— Work required —
Set each line of the data down exactly, please.
|---|
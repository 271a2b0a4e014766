//! Pet domain model and write-path validation.
//!
//! # Responsibility
//! - Define the canonical pet record and the insert/update field maps.
//! - Validate field maps before any SQL mutation runs.
//!
//! # Invariants
//! - `name` is never empty on a persisted pet.
//! - `gender` is always one of the three [`Gender`] codes.
//! - Inserts require `weight > 0`; updates accept `weight >= 0`.

use serde::{Deserialize, Serialize};
use std::error::Error;
use std::fmt::{Display, Formatter};

/// Store-assigned pet identifier.
pub type PetId = i64;

/// Smallest weight accepted when a pet is created.
pub const MIN_INSERT_WEIGHT: i64 = 1;
/// Smallest weight accepted when an existing pet is updated.
pub const MIN_UPDATE_WEIGHT: i64 = 0;

/// Enumerated pet gender, persisted as a small integer code.
#[derive(Debug, Clone, Copy, PartialEq, Eq, Hash, Default, Serialize, Deserialize)]
#[serde(rename_all = "snake_case")]
pub enum Gender {
    #[default]
    Unknown,
    Male,
    Female,
}

impl Gender {
    pub const UNKNOWN_CODE: i64 = 0;
    pub const MALE_CODE: i64 = 1;
    pub const FEMALE_CODE: i64 = 2;

    /// Persisted integer code.
    pub fn code(self) -> i64 {
        match self {
            Self::Unknown => Self::UNKNOWN_CODE,
            Self::Male => Self::MALE_CODE,
            Self::Female => Self::FEMALE_CODE,
        }
    }

    /// Parses a persisted or caller-supplied code.
    pub fn from_code(code: i64) -> Option<Self> {
        match code {
            Self::UNKNOWN_CODE => Some(Self::Unknown),
            Self::MALE_CODE => Some(Self::Male),
            Self::FEMALE_CODE => Some(Self::Female),
            _ => None,
        }
    }
}

impl From<Gender> for i64 {
    fn from(value: Gender) -> Self {
        value.code()
    }
}

/// Canonical pet record as stored in the `pets` table.
#[derive(Debug, Clone, PartialEq, Eq, Serialize, Deserialize)]
pub struct Pet {
    pub id: PetId,
    pub name: String,
    pub breed: Option<String>,
    pub gender: Gender,
    pub weight: i64,
}

/// Field map for creating a pet.
///
/// `gender` carries the raw code supplied by the caller so out-of-range
/// values reach validation instead of being rejected at construction.
#[derive(Debug, Clone, PartialEq, Eq)]
pub struct NewPet {
    pub name: String,
    pub breed: Option<String>,
    pub gender: i64,
    pub weight: i64,
}

impl NewPet {
    /// Creates a field map with unknown gender and no breed.
    pub fn new(name: impl Into<String>, weight: i64) -> Self {
        Self {
            name: name.into(),
            breed: None,
            gender: Gender::Unknown.code(),
            weight,
        }
    }

    pub fn with_breed(mut self, breed: impl Into<String>) -> Self {
        self.breed = Some(breed.into());
        self
    }

    pub fn with_gender(mut self, gender: Gender) -> Self {
        self.gender = gender.code();
        self
    }

    /// Sets a raw gender code, bypassing the typed enum.
    pub fn with_gender_code(mut self, code: i64) -> Self {
        self.gender = code;
        self
    }

    /// Checks insert invariants in order: name, weight, gender.
    ///
    /// Returns the typed gender so callers never re-parse the code.
    pub fn validate(&self) -> Result<Gender, PetValidationError> {
        validate_name(self.name.as_str())?;
        if self.weight < MIN_INSERT_WEIGHT {
            return Err(PetValidationError::InvalidWeight {
                weight: self.weight,
                minimum: MIN_INSERT_WEIGHT,
            });
        }
        parse_gender(self.gender)
    }
}

/// Partial field map for updating pets. Absent fields are left unchanged.
#[derive(Debug, Clone, Default, PartialEq, Eq)]
pub struct PetPatch {
    pub name: Option<String>,
    /// `Some(None)` clears the breed.
    pub breed: Option<Option<String>>,
    pub gender: Option<i64>,
    pub weight: Option<i64>,
}

impl PetPatch {
    pub fn new() -> Self {
        Self::default()
    }

    pub fn name(mut self, name: impl Into<String>) -> Self {
        self.name = Some(name.into());
        self
    }

    pub fn breed(mut self, breed: Option<String>) -> Self {
        self.breed = Some(breed);
        self
    }

    pub fn gender(mut self, gender: Gender) -> Self {
        self.gender = Some(gender.code());
        self
    }

    pub fn gender_code(mut self, code: i64) -> Self {
        self.gender = Some(code);
        self
    }

    pub fn weight(mut self, weight: i64) -> Self {
        self.weight = Some(weight);
        self
    }

    /// Number of fields this patch touches.
    pub fn len(&self) -> usize {
        usize::from(self.name.is_some())
            + usize::from(self.breed.is_some())
            + usize::from(self.gender.is_some())
            + usize::from(self.weight.is_some())
    }

    pub fn is_empty(&self) -> bool {
        self.len() == 0
    }

    /// Checks update invariants in order: weight, name, gender, non-empty.
    pub fn validate(&self) -> Result<(), PetValidationError> {
        if let Some(weight) = self.weight {
            if weight < MIN_UPDATE_WEIGHT {
                return Err(PetValidationError::InvalidWeight {
                    weight,
                    minimum: MIN_UPDATE_WEIGHT,
                });
            }
        }
        if let Some(name) = self.name.as_deref() {
            validate_name(name)?;
        }
        if let Some(code) = self.gender {
            parse_gender(code)?;
        }
        if self.is_empty() {
            return Err(PetValidationError::EmptyUpdate);
        }
        Ok(())
    }
}

/// Validation errors raised before any write reaches the store.
#[derive(Debug, Clone, PartialEq, Eq)]
pub enum PetValidationError {
    EmptyName,
    InvalidWeight { weight: i64, minimum: i64 },
    InvalidGender(i64),
    EmptyUpdate,
}

impl Display for PetValidationError {
    fn fmt(&self, f: &mut Formatter<'_>) -> std::fmt::Result {
        match self {
            Self::EmptyName => write!(f, "pet must have a name"),
            Self::InvalidWeight { weight, minimum } => {
                write!(f, "invalid weight {weight}; must be at least {minimum}")
            }
            Self::InvalidGender(code) => write!(f, "invalid gender code {code}"),
            Self::EmptyUpdate => write!(f, "update contains no fields"),
        }
    }
}

impl Error for PetValidationError {}

fn validate_name(name: &str) -> Result<(), PetValidationError> {
    if name.trim().is_empty() {
        return Err(PetValidationError::EmptyName);
    }
    Ok(())
}

fn parse_gender(code: i64) -> Result<Gender, PetValidationError> {
    Gender::from_code(code).ok_or(PetValidationError::InvalidGender(code))
}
|---|
— Expected answer —
repository 271a2b0a4e014766
//! Pet domain model and write-path validation.
//!
//! # Responsibility
//! - Define the canonical pet record and the insert/update field maps.
//! - Validate field maps before any SQL mutation runs.
//!
//! # Invariants
//! - `name` is never empty on a persisted pet.
//! - `gender` is always one of the three [`Gender`] codes.
//! - Inserts require `weight > 0`; updates accept `weight >= 0`.

use serde::{Deserialize, Serialize};
use std::error::Error;
use std::fmt::{Display, Formatter};

/// Store-assigned pet identifier.
pub type PetId = i64;

/// Smallest weight accepted when a pet is created.
pub const MIN_INSERT_WEIGHT: i64 = 1;
/// Smallest weight accepted when an existing pet is updated.
pub const MIN_UPDATE_WEIGHT: i64 = 0;

/// Enumerated pet gender, persisted as a small integer code.
#[derive(Debug, Clone, Copy, PartialEq, Eq, Hash, Default, Serialize, Deserialize)]
#[serde(rename_all = "snake_case")]
pub enum Gender {
    #[default]
    Unknown,
    Male,
    Female,
}

impl Gender {
    pub const UNKNOWN_CODE: i64 = 0;
    pub const MALE_CODE: i64 = 1;
    pub const FEMALE_CODE: i64 = 2;

    /// Persisted integer code.
    pub fn code(self) -> i64 {
        match self {
            Self::Unknown => Self::UNKNOWN_CODE,
            Self::Male => Self::MALE_CODE,
            Self::Female => Self::FEMALE_CODE,
        }
    }

    /// Parses a persisted or caller-supplied code.
    pub fn from_code(code: i64) -> Option<Self> {
        match code {
            Self::UNKNOWN_CODE => Some(Self::Unknown),
            Self::MALE_CODE => Some(Self::Male),
            Self::FEMALE_CODE => Some(Self::Female),
            _ => None,
        }
    }
}

impl From<Gender> for i64 {
    fn from(value: Gender) -> Self {
        value.code()
    }
}

/// Canonical pet record as stored in the `pets` table.
#[derive(Debug, Clone, PartialEq, Eq, Serialize, Deserialize)]
pub struct Pet {
    pub id: PetId,
    pub name: String,
    pub breed: Option<String>,
    pub gender: Gender,
    pub weight: i64,
}

/// Field map for creating a pet.
///
/// `gender` carries the raw code supplied by the caller so out-of-range
/// values reach validation instead of being rejected at construction.
#[derive(Debug, Clone, PartialEq, Eq)]
pub struct NewPet {
    pub name: String,
    pub breed: Option<String>,
    pub gender: i64,
    pub weight: i64,
}

impl NewPet {
    /// Creates a field map with unknown gender and no breed.
    pub fn new(name: impl Into<String>, weight: i64) -> Self {
        Self {
            name: name.into(),
            breed: None,
            gender: Gender::Unknown.code(),
            weight,
        }
    }

    pub fn with_breed(mut self, breed: impl Into<String>) -> Self {
        self.breed = Some(breed.into());
        self
    }

    pub fn with_gender(mut self, gender: Gender) -> Self {
        self.gender = gender.code();
        self
    }

    /// Sets a raw gender code, bypassing the typed enum.
    pub fn with_gender_code(mut self, code: i64) -> Self {
        self.gender = code;
        self
    }

    /// Checks insert invariants in order: name, weight, gender.
    ///
    /// Returns the typed gender so callers never re-parse the code.
    pub fn validate(&self) -> Result<Gender, PetValidationError> {
        validate_name(self.name.as_str())?;
        if self.weight < MIN_INSERT_WEIGHT {
            return Err(PetValidationError::InvalidWeight {
                weight: self.weight,
                minimum: MIN_INSERT_WEIGHT,
            });
        }
        parse_gender(self.gender)
    }
}

/// Partial field map for updating pets. Absent fields are left unchanged.
#[derive(Debug, Clone, Default, PartialEq, Eq)]
pub struct PetPatch {
    pub name: Option<String>,
    /// `Some(None)` clears the breed.
    pub breed: Option<Option<String>>,
    pub gender: Option<i64>,
    pub weight: Option<i64>,
}

impl PetPatch {
    pub fn new() -> Self {
        Self::default()
    }

    pub fn name(mut self, name: impl Into<String>) -> Self {
        self.name = Some(name.into());
        self
    }

    pub fn breed(mut self, breed: Option<String>) -> Self {
        self.breed = Some(breed);
        self
    }

    pub fn gender(mut self, gender: Gender) -> Self {
        self.gender = Some(gender.code());
        self
    }

    pub fn gender_code(mut self, code: i64) -> Self {
        self.gender = Some(code);
        self
    }

    pub fn weight(mut self, weight: i64) -> Self {
        self.weight = Some(weight);
        self
    }

    /// Number of fields this patch touches.
    pub fn len(&self) -> usize {
        usize::from(self.name.is_some())
            + usize::from(self.breed.is_some())
            + usize::from(self.gender.is_some())
            + usize::from(self.weight.is_some())
    }

    pub fn is_empty(&self) -> bool {
        self.len() == 0
    }

    /// Checks update invariants in order: weight, name, gender, non-empty.
    pub fn validate(&self) -> Result<(), PetValidationError> {
        if let Some(weight) = self.weight {
            if weight < MIN_UPDATE_WEIGHT {
                return Err(PetValidationError::InvalidWeight {
                    weight,
                    minimum: MIN_UPDATE_WEIGHT,
                });
            }
        }
        if let Some(name) = self.name.as_deref() {
            validate_name(name)?;
        }
        if let Some(code) = self.gender {
            parse_gender(code)?;
        }
        if self.is_empty() {
            return Err(PetValidationError::EmptyUpdate);
        }
        Ok(())
    }
}

/// Validation errors raised before any write reaches the store.
#[derive(Debug, Clone, PartialEq, Eq)]
pub enum PetValidationError {
    EmptyName,
    InvalidWeight { weight: i64, minimum: i64 },
    InvalidGender(i64),
    EmptyUpdate,
}

impl Display for PetValidationError {
    fn fmt(&self, f: &mut Formatter<'_>) -> std::fmt::Result {
        match self {
            Self::EmptyName => write!(f, "pet must have a name"),
            Self::InvalidWeight { weight, minimum } => {
                write!(f, "invalid weight {weight}; must be at least {minimum}")
            }
            Self::InvalidGender(code) => write!(f, "invalid gender code {code}"),
            Self::EmptyUpdate => write!(f, "update contains no fields"),
        }
    }
}

impl Error for PetValidationError {}

fn validate_name(name: &str) -> Result<(), PetValidationError> {
    if name.trim().is_empty() {
        return Err(PetValidationError::EmptyName);
    }
    Ok(())
}

fn parse_gender(code: i64) -> Result<Gender, PetValidationError> {
    Gender::from_code(code).ok_or(PetValidationError::InvalidGender(code))
}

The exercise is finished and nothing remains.